Data to process below:

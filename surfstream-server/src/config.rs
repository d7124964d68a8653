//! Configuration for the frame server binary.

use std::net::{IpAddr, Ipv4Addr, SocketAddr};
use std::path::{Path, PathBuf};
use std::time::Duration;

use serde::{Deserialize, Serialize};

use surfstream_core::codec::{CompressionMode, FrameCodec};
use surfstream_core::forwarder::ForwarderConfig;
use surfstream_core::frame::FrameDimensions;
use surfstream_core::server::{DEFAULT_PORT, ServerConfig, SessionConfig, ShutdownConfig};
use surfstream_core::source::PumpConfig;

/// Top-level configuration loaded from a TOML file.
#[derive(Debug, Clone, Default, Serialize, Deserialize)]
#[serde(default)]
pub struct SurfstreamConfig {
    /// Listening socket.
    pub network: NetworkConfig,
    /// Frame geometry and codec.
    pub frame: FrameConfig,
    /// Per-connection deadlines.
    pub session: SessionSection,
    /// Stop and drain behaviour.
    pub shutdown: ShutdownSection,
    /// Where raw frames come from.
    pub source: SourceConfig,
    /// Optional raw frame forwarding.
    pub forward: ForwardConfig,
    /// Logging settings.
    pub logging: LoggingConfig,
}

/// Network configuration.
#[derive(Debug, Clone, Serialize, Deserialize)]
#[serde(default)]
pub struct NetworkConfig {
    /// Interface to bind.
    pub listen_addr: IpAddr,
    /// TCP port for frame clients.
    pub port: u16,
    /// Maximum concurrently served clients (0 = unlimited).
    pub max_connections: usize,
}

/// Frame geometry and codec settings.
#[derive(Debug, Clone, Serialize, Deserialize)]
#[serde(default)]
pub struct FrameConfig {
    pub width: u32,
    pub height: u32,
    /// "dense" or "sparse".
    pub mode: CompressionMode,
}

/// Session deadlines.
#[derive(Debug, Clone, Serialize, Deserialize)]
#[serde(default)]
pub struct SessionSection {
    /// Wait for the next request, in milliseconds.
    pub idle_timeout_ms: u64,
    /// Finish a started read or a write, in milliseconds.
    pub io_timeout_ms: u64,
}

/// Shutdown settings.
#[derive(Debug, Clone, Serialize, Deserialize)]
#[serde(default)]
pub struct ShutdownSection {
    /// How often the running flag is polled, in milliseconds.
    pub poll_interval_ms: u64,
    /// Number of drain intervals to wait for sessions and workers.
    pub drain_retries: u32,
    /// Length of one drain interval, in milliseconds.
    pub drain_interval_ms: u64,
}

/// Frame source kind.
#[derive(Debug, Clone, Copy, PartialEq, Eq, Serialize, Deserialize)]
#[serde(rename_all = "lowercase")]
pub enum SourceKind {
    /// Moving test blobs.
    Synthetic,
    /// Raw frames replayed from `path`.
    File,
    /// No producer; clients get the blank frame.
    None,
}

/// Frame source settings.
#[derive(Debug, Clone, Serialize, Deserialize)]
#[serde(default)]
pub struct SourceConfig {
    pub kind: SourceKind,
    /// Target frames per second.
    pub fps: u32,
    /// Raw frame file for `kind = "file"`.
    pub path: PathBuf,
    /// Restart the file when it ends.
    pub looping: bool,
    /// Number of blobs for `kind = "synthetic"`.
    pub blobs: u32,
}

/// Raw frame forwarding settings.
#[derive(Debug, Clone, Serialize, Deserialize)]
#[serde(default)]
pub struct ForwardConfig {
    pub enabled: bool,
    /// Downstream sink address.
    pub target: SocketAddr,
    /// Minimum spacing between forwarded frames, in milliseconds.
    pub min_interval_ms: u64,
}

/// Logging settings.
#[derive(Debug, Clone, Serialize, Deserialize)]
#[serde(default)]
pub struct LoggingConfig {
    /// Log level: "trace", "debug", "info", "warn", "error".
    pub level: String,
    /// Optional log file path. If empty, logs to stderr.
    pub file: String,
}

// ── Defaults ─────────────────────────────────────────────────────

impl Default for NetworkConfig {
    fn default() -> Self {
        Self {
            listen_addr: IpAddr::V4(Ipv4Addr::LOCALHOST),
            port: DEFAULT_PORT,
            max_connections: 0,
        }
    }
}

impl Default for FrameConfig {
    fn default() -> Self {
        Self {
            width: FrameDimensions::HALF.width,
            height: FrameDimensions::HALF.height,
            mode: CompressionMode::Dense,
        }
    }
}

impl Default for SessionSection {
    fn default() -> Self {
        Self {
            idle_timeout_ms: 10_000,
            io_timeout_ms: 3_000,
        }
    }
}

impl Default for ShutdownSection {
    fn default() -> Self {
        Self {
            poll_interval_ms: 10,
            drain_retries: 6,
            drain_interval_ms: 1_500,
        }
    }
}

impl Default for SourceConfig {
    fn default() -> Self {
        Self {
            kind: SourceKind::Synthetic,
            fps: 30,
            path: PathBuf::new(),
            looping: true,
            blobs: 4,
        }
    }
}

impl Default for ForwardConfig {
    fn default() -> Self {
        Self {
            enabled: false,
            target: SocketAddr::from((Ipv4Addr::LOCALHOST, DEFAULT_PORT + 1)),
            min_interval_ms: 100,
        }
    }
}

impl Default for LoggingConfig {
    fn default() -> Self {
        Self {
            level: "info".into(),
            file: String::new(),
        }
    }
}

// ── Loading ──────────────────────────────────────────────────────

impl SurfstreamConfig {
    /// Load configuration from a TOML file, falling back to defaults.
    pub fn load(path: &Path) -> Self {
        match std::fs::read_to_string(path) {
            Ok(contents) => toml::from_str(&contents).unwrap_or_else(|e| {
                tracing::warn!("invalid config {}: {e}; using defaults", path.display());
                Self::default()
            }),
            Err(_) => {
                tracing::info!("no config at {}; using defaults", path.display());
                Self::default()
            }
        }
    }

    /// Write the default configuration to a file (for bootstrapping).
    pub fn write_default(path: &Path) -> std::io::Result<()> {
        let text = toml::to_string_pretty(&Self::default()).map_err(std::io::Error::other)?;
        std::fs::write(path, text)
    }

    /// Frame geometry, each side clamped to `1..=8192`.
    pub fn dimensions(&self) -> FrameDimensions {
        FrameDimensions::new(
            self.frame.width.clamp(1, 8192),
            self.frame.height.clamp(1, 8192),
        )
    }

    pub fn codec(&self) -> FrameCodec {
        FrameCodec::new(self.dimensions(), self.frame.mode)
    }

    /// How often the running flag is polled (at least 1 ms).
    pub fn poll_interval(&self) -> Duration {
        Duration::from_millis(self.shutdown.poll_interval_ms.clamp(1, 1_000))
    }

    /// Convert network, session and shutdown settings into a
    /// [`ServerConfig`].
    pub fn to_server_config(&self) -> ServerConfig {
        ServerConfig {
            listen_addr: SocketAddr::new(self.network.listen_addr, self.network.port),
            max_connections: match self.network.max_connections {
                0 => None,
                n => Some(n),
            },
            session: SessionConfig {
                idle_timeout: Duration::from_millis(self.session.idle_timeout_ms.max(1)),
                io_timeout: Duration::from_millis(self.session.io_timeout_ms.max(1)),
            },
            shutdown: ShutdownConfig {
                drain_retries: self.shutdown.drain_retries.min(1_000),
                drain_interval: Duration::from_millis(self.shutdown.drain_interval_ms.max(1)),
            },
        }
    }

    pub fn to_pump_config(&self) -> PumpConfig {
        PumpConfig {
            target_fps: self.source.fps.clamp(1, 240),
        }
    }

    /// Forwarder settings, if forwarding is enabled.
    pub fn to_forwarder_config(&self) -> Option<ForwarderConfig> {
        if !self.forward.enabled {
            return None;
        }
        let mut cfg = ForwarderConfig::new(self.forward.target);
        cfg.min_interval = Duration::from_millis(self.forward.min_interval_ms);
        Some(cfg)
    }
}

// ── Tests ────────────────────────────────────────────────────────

End of Data to process.
Data to process below:

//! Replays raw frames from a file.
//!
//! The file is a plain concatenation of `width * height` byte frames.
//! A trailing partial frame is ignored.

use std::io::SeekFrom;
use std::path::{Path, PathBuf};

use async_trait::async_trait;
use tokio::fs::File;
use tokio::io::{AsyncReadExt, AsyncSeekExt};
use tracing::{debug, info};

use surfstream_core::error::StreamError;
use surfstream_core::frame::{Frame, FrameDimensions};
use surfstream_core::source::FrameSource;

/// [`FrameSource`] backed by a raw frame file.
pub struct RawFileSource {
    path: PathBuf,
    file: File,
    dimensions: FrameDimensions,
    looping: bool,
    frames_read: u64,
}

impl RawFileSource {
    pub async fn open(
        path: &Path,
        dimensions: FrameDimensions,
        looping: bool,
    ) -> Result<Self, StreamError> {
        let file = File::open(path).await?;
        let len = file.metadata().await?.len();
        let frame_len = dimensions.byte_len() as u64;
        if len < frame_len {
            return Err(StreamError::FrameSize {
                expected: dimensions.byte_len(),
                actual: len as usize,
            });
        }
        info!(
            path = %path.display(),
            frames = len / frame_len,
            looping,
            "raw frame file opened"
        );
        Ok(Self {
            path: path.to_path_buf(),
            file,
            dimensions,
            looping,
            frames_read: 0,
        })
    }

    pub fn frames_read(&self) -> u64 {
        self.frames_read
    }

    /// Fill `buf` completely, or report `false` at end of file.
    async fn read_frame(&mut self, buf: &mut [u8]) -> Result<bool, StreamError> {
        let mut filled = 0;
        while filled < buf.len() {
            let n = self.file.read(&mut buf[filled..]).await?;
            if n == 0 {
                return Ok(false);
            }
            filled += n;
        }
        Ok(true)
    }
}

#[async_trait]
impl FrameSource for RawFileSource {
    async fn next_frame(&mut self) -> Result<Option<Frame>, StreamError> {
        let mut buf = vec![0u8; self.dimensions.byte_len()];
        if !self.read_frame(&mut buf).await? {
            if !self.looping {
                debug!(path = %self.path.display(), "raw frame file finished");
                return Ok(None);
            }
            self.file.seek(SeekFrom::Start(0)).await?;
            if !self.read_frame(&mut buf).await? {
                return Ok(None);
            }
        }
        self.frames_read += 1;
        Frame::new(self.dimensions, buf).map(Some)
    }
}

End of Data to process.

Apply a filter to the listing above so that only lines with "tracing" are kept, and copy those lines.

Output
                tracing::warn!("invalid config {}: {e}; using defaults", path.display());
                tracing::info!("no config at {}; using defaults", path.display());
use tracing::{debug, info};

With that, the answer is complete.